SAFECOM Data Instructions
Data Courtesy of: Department of the Interior
The Aviation Safety Communiqué or SAFECOM system is available to the public at: https://www.safecom.gov/
A subset of SAFECOM reports used in MIKA model training and examples is available in csv format in the repository under data/SAFECOM . Note that the dataset provided is a modified format from the original public data. The data is provided as is with no warrenty or guarantees.
There is no easy to download file of the data, so it must be obtained via webscraping for any analysis.
- Webscraper requirements are:
requests
selenium (https://selenium-python.readthedocs.io/)
beautiful soup
time
pandas
- Notes about webscraping:
The SAFECOM pages require at least a one second time delay between scraping to allow the data to load.
The webscraper provided uses the chrome webdriver, which must be installed in the location where the webscraper runs.
The webscraper opens a chrome page for every document, which can be disruptive. Keeps this in mind.
There around about 23,000 documents in the SAFECOM and the document numbers do not correspond directly to the count, so some of the scraping will be for invalid numbers. To speed up the process, the highest number per year is included in the webscraping script.
To scrape the entire SAFECOM, the estimated run time is around two days.

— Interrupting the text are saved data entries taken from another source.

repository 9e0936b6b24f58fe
pub mod storage;
pub mod transport;
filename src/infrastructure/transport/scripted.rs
//! In-memory transport for adapter tests: replays queued responses in order
//! and records every request it was asked to send.

use std::collections::VecDeque;
use std::sync::Mutex;

use async_trait::async_trait;

use crate::application::ports::http_transport::{HttpRequest, HttpResponse, HttpTransport};

enum Reply {
    Response(HttpResponse),
    Failure(String),
}

#[derive(Default)]
pub struct ScriptedTransport {
    replies: Mutex<VecDeque<Reply>>,
    calls: Mutex<Vec<HttpRequest>>,
}

impl ScriptedTransport {
    pub fn new() -> Self {
        Self::default()
    }

    pub fn reply(self, status: u16, body: impl Into<String>) -> Self {
        self.replies
            .lock()
            .unwrap()
            .push_back(Reply::Response(HttpResponse {
                status,
                body: body.into(),
            }));
        self
    }

    pub fn reply_json(self, status: u16, body: serde_json::Value) -> Self {
        self.reply(status, body.to_string())
    }

    pub fn fail(self, message: &str) -> Self {
        self.replies
            .lock()
            .unwrap()
            .push_back(Reply::Failure(message.to_string()));
        self
    }

    pub fn calls(&self) -> Vec<HttpRequest> {
        self.calls.lock().unwrap().clone()
    }

    pub fn call_count(&self) -> usize {
        self.calls.lock().unwrap().len()
    }
}

#[async_trait]
impl HttpTransport for ScriptedTransport {
    async fn send(&self, req: HttpRequest) -> anyhow::Result<HttpResponse> {
        let label = format!("{} {}", req.method, req.url);
        self.calls.lock().unwrap().push(req);
        match self.replies.lock().unwrap().pop_front() {
            Some(Reply::Response(resp)) => Ok(resp),
            Some(Reply::Failure(msg)) => Err(anyhow::anyhow!(msg)),
            None => Err(anyhow::anyhow!("no scripted reply for {label}")),
        }
    }
}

The webscraper tends to crash every so often, likely due to poor network connection or any interruptions. We recommend running the script in an IDE that saves the variables (spyder or jupyter will work, VScode may also work) so that you can save your progress data frame to a csv after a crash. Lines 94-97 can be uncommented to continue scraping at your last saved document after a crash, then you can append the saved pre-crash csv to the new csv using lines 108-109. Overall, it is recommended to scrape in increments and save progress to prevent data loss during a crash.